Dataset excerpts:
====

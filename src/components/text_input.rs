use iocraft::prelude::*;

use crate::color::{Color as AppColor, ColorDepth};

// ---------------------------------------------------------------------------
// Pre-rendered text input
// ---------------------------------------------------------------------------

pub struct RenderedTextInput {
    pub prompt: String,
    pub text: String,
    pub text_fg: Color,
    pub prompt_fg: Color,
    pub border_fg: Color,
    /// Line shown under the input (live hint or validation message).
    pub hint: Option<RenderedHint>,
}

pub struct RenderedHint {
    pub text: String,
    pub fg: Color,
}

impl RenderedTextInput {
    pub fn build(
        prompt: &str,
        text: &str,
        depth: ColorDepth,
        text_color: Option<AppColor>,
        prompt_color: Option<AppColor>,
        border_color: Option<AppColor>,
    ) -> Self {
        let text_fg = text_color.map_or(Color::White, |c| c.to_crossterm_color(depth));
        let prompt_fg = prompt_color.map_or(Color::Cyan, |c| c.to_crossterm_color(depth));
        let border_fg = border_color.map_or(Color::DarkGrey, |c| c.to_crossterm_color(depth));

        Self {
            prompt: prompt.to_owned(),
            text: format!("{text}\u{2588}"), // append full block cursor
            text_fg,
            prompt_fg,
            border_fg,
            hint: None,
        }
    }

    pub fn with_hint(mut self, text: &str, color: AppColor, depth: ColorDepth) -> Self {
        self.hint = Some(RenderedHint {
            text: text.to_owned(),
            fg: color.to_crossterm_color(depth),
        });
        self
    }
}

// ---------------------------------------------------------------------------
// TextInput component
// ---------------------------------------------------------------------------

#[derive(Default, Props)]
pub struct TextInputProps {
    pub input: Option<RenderedTextInput>,
}

#[component]
pub fn TextInput(props: &mut TextInputProps) -> impl Into<AnyElement<'static>> {
    let Some(input) = props.input.take() else {
        return element! { View }.into_any();
    };

    element! {
        View(
            flex_direction: FlexDirection::Column,
            border_style: BorderStyle::Single,
            border_edges: Edges::Top,
            border_color: input.border_fg,
            padding_left: 1,
            padding_right: 1,
        ) {
            View(flex_direction: FlexDirection::Row) {
                Text(content: input.prompt, color: input.prompt_fg, wrap: TextWrap::NoWrap)
                Text(content: " ", color: input.text_fg)
                Text(content: input.text, color: input.text_fg, wrap: TextWrap::NoWrap)
            }
            #(input.hint.map(|hint| element! {
                Text(content: hint.text, color: hint.fg, wrap: TextWrap::NoWrap)
            }))
        }
    }
    .into_any()
}
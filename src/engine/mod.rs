// engine module: backend engine running off the UI thread

pub mod http;
mod interface;
pub mod stub;

pub use http::HttpEngine;
pub use interface::{Engine, EngineHandle, Event, Outcome, Request};
pub use stub::StubEngine;
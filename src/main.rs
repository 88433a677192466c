use std::path::{Path, PathBuf};

use anyhow::{Context, Result};
use clap::{Parser, Subcommand};
use iocraft::prelude::*;

use playtime_board::app::App;
use playtime_board::color::ColorDepth;
use playtime_board::config::loader;
use playtime_board::engine::{Engine, EngineHandle, HttpEngine, StubEngine};
use playtime_board::navigation::{SECTION_PARAM, SectionId, with_query_param};
use playtime_board::theme::{Background, ResolvedTheme};
use playtime_board::types::SettingsSnapshot;

#[derive(Parser)]
#[command(
    name = "playtime-board",
    version,
    about = "Screen-time settings in the terminal"
)]
struct Cli {
    /// Path to config file.
    #[arg(short, long)]
    config: Option<PathBuf>,

    /// Enable debug logging to debug.log.
    #[arg(long)]
    debug: bool,

    /// Section to open (see `playtime-board sections`).
    #[arg(short, long, value_name = "ID")]
    section: Option<String>,

    /// Serve a snapshot JSON file instead of talking to the backend.
    #[arg(long, value_name = "FILE")]
    stub: Option<PathBuf>,

    #[command(subcommand)]
    command: Option<Commands>,
}

#[derive(Subcommand)]
enum Commands {
    /// List the settings sections.
    Sections,
    /// Open a settings URL, restoring its `section` parameter.
    Open {
        /// Settings page URL, e.g. http://127.0.0.1:5000/settings?section=time-limits
        url: String,
    },
}

fn load_stub(path: &Path) -> Result<SettingsSnapshot> {
    let contents =
        std::fs::read_to_string(path).with_context(|| format!("reading {}", path.display()))?;
    serde_json::from_str(&contents)
        .with_context(|| format!("parsing snapshot JSON from {}", path.display()))
}

fn main() -> Result<()> {
    // Install a panic hook that writes to a file, since the fullscreen TUI
    // swallows stderr.
    std::panic::set_hook(Box::new(|info| {
        let backtrace = std::backtrace::Backtrace::force_capture();
        let msg = format!("{info}\n\n{backtrace}");
        let _ = std::fs::write("panic.log", &msg);
        eprintln!("{msg}");
    }));

    let cli = Cli::parse();

    // Handle subcommands that don't need the TUI.
    let open_url = match cli.command {
        Some(Commands::Sections) => {
            for section in SectionId::ALL {
                println!("{:<16} {}", section.id(), section.label());
            }
            return Ok(());
        }
        Some(Commands::Open { url }) => Some(url),
        None => None,
    };

    // Set up tracing.
    if cli.debug {
        let file = std::fs::File::create("debug.log")?;
        tracing_subscriber::fmt()
            .with_writer(file)
            .with_ansi(false)
            .with_env_filter(
                tracing_subscriber::EnvFilter::try_from_env("RUST_LOG")
                    .unwrap_or_else(|_| tracing_subscriber::EnvFilter::new("debug")),
            )
            .init();
    }

    // Load config.
    let config = loader::load_config(cli.config.as_deref())?;

    // `--section` wins over the section of an opened URL.
    let initial_location = match (open_url, cli.section.as_deref()) {
        (Some(url), Some(section)) => Some(with_query_param(&url, SECTION_PARAM, section)),
        (None, Some(section)) => Some(with_query_param(
            &config.defaults.settings_path,
            SECTION_PARAM,
            section,
        )),
        (url, None) => url,
    };

    // Detect terminal capabilities.
    let color_depth = ColorDepth::detect();
    let background = Background::detect();
    let theme = ResolvedTheme::resolve(&config.theme, background);

    // Start the backend engine in a dedicated OS thread (owns its own Tokio
    // runtime). Dropping `engine_handle` at the end of `main` closes the
    // sender channel, signalling the engine to shut down.
    let engine_handle: EngineHandle = match cli.stub.as_deref() {
        Some(path) => StubEngine {
            snapshot: load_stub(path)?,
        }
        .start(),
        None => HttpEngine::new(&config.backend)
            .context("configuring the backend client")?
            .start(),
    };

    tracing::info!(
        "playtime-board starting (backend {})",
        config.backend.base_url
    );

    // Enter fullscreen TUI (iocraft uses smol internally).
    smol::block_on(
        element! {
            App(
                config: &config,
                engine: &engine_handle,
                theme: &theme,
                color_depth,
                initial_location,
            )
        }
        .fullscreen(),
    )?;

    Ok(())
}
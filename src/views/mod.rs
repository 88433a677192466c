pub mod classifications;
pub mod time_limits;

use iocraft::prelude::Color;

use crate::color::ColorDepth;
use crate::components::table::RenderedTable;
use crate::navigation::SectionId;
use crate::settings::SettingsController;
use crate::theme::ResolvedTheme;

/// A line of text shown above a section's table.
pub struct HeaderLine {
    pub text: String,
    pub fg: Color,
    pub bold: bool,
}

/// Everything the active section renders, pre-built and owned.
pub struct SectionContent {
    pub header: Vec<HeaderLine>,
    pub table: RenderedTable,
    pub key_hint: &'static str,
}

/// Build the content of the active section.
pub fn build_section(
    settings: &SettingsController,
    theme: &ResolvedTheme,
    depth: ColorDepth,
    width: u16,
) -> SectionContent {
    match settings.active_section() {
        SectionId::Classifications => classifications::build(settings, theme, depth, width),
        SectionId::TimeLimits => time_limits::build(settings, theme, depth, width),
    }
}

/// Fallback theme when none is provided via props.
pub(crate) fn default_theme() -> ResolvedTheme {
    use crate::config::types::Theme;
    use crate::theme::Background;
    ResolvedTheme::resolve(&Theme::default(), Background::Dark)
}

/// Message for an empty table page.
fn empty_message(settings: &SettingsController, what: &str) -> String {
    if settings.is_loading() {
        "Loading\u{2026}".to_owned()
    } else if settings.search_query().is_empty() {
        format!("No {what} yet")
    } else {
        format!("No {what} match \"{}\"", settings.search_query())
    }
}
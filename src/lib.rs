// Pedantic: suppress noise for internal crate code.
#![allow(clippy::missing_errors_doc)]
#![allow(clippy::must_use_candidate)]
#![allow(clippy::return_self_not_must_use)]

pub mod app;
pub mod backend;
pub mod color;
pub mod components;
pub mod config;
pub mod engine;
pub mod filter;
pub mod gate;
pub mod limits;
pub mod navigation;
pub mod pager;
pub mod settings;
pub mod theme;
pub mod types;
pub mod util;
pub mod views;
use iocraft::prelude::*;

use crate::color::{Color as AppColor, ColorDepth};
use crate::gate::{ButtonOrder, GateButton};

// ---------------------------------------------------------------------------
// Confirmation dialog
// ---------------------------------------------------------------------------

pub struct DialogButton {
    pub label: String,
    pub is_focused: bool,
}

/// Pre-rendered dialog data (owned, 'static-safe).
pub struct RenderedConfirmDialog {
    pub title: String,
    pub message: String,
    /// e.g. `"2/3"`; empty for single-step dialogs.
    pub progress: String,
    pub buttons: Vec<DialogButton>,
    pub hint: String,
    pub title_fg: Color,
    pub message_fg: Color,
    pub button_fg: Color,
    pub focus_fg: Color,
    pub focus_bg: Color,
    pub border_fg: Color,
    pub hint_fg: Color,
}

/// Configuration for building a confirmation dialog.
pub struct ConfirmDialogBuildConfig {
    pub title: String,
    pub message: String,
    pub progress: Option<(usize, usize)>,
    pub buttons: Vec<DialogButton>,
    pub hint: String,
    pub depth: ColorDepth,
    pub title_color: Option<AppColor>,
    pub message_color: Option<AppColor>,
    pub focus_color: Option<AppColor>,
    pub selected_bg: Option<AppColor>,
    pub border_color: Option<AppColor>,
    pub hint_color: Option<AppColor>,
}

/// Buttons laid out in `order`, with `focus` highlighted.
pub fn gate_buttons(order: ButtonOrder, focus: GateButton) -> Vec<DialogButton> {
    order
        .as_array()
        .into_iter()
        .map(|b| DialogButton {
            label: b.label().to_owned(),
            is_focused: b == focus,
        })
        .collect()
}

impl RenderedConfirmDialog {
    pub fn build(cfg: ConfirmDialogBuildConfig) -> Self {
        let depth = cfg.depth;
        Self {
            title: cfg.title,
            message: cfg.message,
            progress: cfg
                .progress
                .map(|(step, total)| format!("{step}/{total}"))
                .unwrap_or_default(),
            buttons: cfg.buttons,
            hint: cfg.hint,
            title_fg: cfg
                .title_color
                .map_or(Color::White, |c| c.to_crossterm_color(depth)),
            message_fg: cfg
                .message_color
                .map_or(Color::Grey, |c| c.to_crossterm_color(depth)),
            button_fg: Color::Grey,
            focus_fg: cfg
                .focus_color
                .map_or(Color::White, |c| c.to_crossterm_color(depth)),
            focus_bg: cfg
                .selected_bg
                .map_or(Color::DarkGrey, |c| c.to_crossterm_color(depth)),
            border_fg: cfg
                .border_color
                .map_or(Color::DarkGrey, |c| c.to_crossterm_color(depth)),
            hint_fg: cfg
                .hint_color
                .map_or(Color::Grey, |c| c.to_crossterm_color(depth)),
        }
    }
}

#[derive(Default, Props)]
pub struct ConfirmDialogProps {
    pub dialog: Option<RenderedConfirmDialog>,
    pub width: u16,
    pub height: u16,
}

#[component]
pub fn ConfirmDialog(props: &mut ConfirmDialogProps) -> impl Into<AnyElement<'static>> {
    let Some(dialog) = props.dialog.take() else {
        return element! { View }.into_any();
    };

    let width = u32::from(props.width);
    let height = u32::from(props.height);

    // Centered, ~50% width; height fits title, message, buttons and hint.
    let dialog_width = (width / 2).max(40).min(width.saturating_sub(4));
    let dialog_height = 9u32.min(height.saturating_sub(2));
    let pad_left = (width.saturating_sub(dialog_width)) / 2;
    let pad_top = (height.saturating_sub(dialog_height)) / 2;

    element! {
        View(
            width,
            height,
            position: Position::Absolute,
        ) {
            View(
                margin_left: pad_left,
                margin_top: pad_top,
                width: dialog_width,
                height: dialog_height,
                flex_direction: FlexDirection::Column,
                border_style: BorderStyle::Round,
                border_color: dialog.border_fg,
                background_color: Color::Reset,
                overflow: Overflow::Hidden,
            ) {
                // Title row
                View(
                    border_style: BorderStyle::Single,
                    border_edges: Edges::Bottom,
                    border_color: dialog.border_fg,
                    padding_left: 1,
                    padding_right: 1,
                ) {
                    Text(
                        content: dialog.title,
                        color: dialog.title_fg,
                        weight: Weight::Bold,
                        wrap: TextWrap::NoWrap,
                    )
                    View(flex_grow: 1.0)
                    Text(
                        content: dialog.progress,
                        color: dialog.hint_fg,
                        wrap: TextWrap::NoWrap,
                    )
                }

                // Message
                View(flex_grow: 1.0, padding_left: 1, padding_right: 1) {
                    Text(content: dialog.message, color: dialog.message_fg)
                }

                // Buttons, in display order
                View(justify_content: JustifyContent::Center, padding_bottom: 1) {
                    #(dialog.buttons.into_iter().enumerate().map(|(i, button)| {
                        let (fg, bg, weight) = if button.is_focused {
                            (dialog.focus_fg, dialog.focus_bg, Weight::Bold)
                        } else {
                            (dialog.button_fg, Color::Reset, Weight::Normal)
                        };
                        element! {
                            View(key: i, margin_left: 2, margin_right: 2, background_color: bg) {
                                Text(
                                    content: format!("[ {} ]", button.label),
                                    color: fg,
                                    weight,
                                    wrap: TextWrap::NoWrap,
                                )
                            }
                        }
                    }))
                }

                View(padding_left: 1) {
                    Text(content: dialog.hint, color: dialog.hint_fg, wrap: TextWrap::NoWrap)
                }
            }
        }
    }
    .into_any()
}

#[cfg(test)]
mod tests {
    use super::*;

    #[test]
    fn buttons_follow_order_and_focus() {
        let order = ButtonOrder::from_draw(0.9);
        let buttons = gate_buttons(order, GateButton::Confirm);
        let labels: Vec<&str> = buttons.iter().map(|b| b.label.as_str()).collect();
        assert_eq!(labels, ["Cancel", "Confirm"]);
        assert!(!buttons[0].is_focused);
        assert!(buttons[1].is_focused);
    }

    #[test]
    fn progress_is_rendered_one_based() {
        let dialog = RenderedConfirmDialog::build(ConfirmDialogBuildConfig {
            title: "Level 1: Just Checking".to_owned(),
            message: "Sure?".to_owned(),
            progress: Some((1, 3)),
            buttons: gate_buttons(ButtonOrder::default(), GateButton::Confirm),
            hint: String::new(),
            depth: ColorDepth::TrueColor,
            title_color: None,
            message_color: None,
            focus_color: None,
            selected_bg: None,
            border_color: None,
            hint_color: None,
        });
        assert_eq!(dialog.progress, "1/3");
        assert_eq!(dialog.buttons[0].label, "Confirm");
    }
}
use std::collections::HashMap;
use std::sync::mpsc::Sender;

use chrono::{DateTime, Utc};

use crate::engine::{EngineHandle, Event, Outcome, Request};
use crate::gate::{ButtonOrder, ConfirmationGate, GateButton, GateStep, Prompt};
use crate::limits::{self, GlobalLimitDecision};
use crate::navigation::{Navigator, SectionId};
use crate::pager::TableController;
use crate::types::{AppEntry, SettingsSnapshot, TimeLimitEntry};

const GAME_TOGGLE_PROMPTS: [&str; 3] = [
    "This feels suspiciously fun to *not* be a game. Care to explain?",
    "Seriously? You’re trying to sneak this past the algorithm?",
    "Alright. If your soul is clean, hit confirm. But I’m watching.",
];

const LIMIT_INCREASE_PROMPTS: [(&str, &str); 3] = [
    (
        "Level 1: Just Checking",
        "You sure you want *more* screen time? Self-control is free, you know.",
    ),
    (
        "Level 2: Rethink Mode",
        "Okay, but like... you *do* have goals outside of gaming, right?",
    ),
    (
        "Final Level: Grass Alert 🌱",
        "Last chance. More time means less sunlight, more regrets. Proceed?",
    ),
];

const UPDATE_FAILED_MESSAGE: &str = "❌ Error updating limit. Check the log for details.";
const REFRESH_FAILED_ALERT: &str = "An error occurred while refreshing the time limit list.";

fn game_toggle_gate() -> ConfirmationGate<String> {
    ConfirmationGate::new(GAME_TOGGLE_PROMPTS.into_iter().map(Prompt::new).collect())
}

fn limit_increase_gate() -> ConfirmationGate<u32> {
    ConfirmationGate::new(
        LIMIT_INCREASE_PROMPTS
            .into_iter()
            .map(|(title, message)| Prompt::titled(title, message))
            .collect(),
    )
}

fn rejection_message(reason: Option<&str>) -> String {
    format!(
        "❌ Failed to update limit. Error: {}",
        reason.unwrap_or("Unknown error")
    )
}

// ---------------------------------------------------------------------------
// Displayed state
// ---------------------------------------------------------------------------

/// A one-line message shown under a control or in the status line.
#[derive(Debug, Clone, PartialEq, Eq)]
pub struct Notice {
    pub text: String,
    pub is_error: bool,
}

impl Notice {
    fn info(text: impl Into<String>) -> Self {
        Self {
            text: text.into(),
            is_error: false,
        }
    }

    fn error(text: impl Into<String>) -> Self {
        Self {
            text: text.into(),
            is_error: true,
        }
    }
}

/// Which gate the open dialog belongs to.
#[derive(Debug, Clone, Copy, PartialEq, Eq)]
pub enum DialogKind {
    GameToggle,
    LimitIncrease,
}

/// The confirmation dialog currently on screen.
#[derive(Debug, Clone, Copy, PartialEq, Eq)]
pub struct Dialog {
    pub kind: DialogKind,
    pub order: ButtonOrder,
    pub focus: GateButton,
}

impl Dialog {
    fn shown(kind: DialogKind) -> Self {
        let order = ButtonOrder::shuffled();
        Self {
            kind,
            order,
            focus: order.left,
        }
    }
}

====

_What to do:_ If a line in the data above contains the string "take", count it; then state only the total.

_Result of the task:_ 2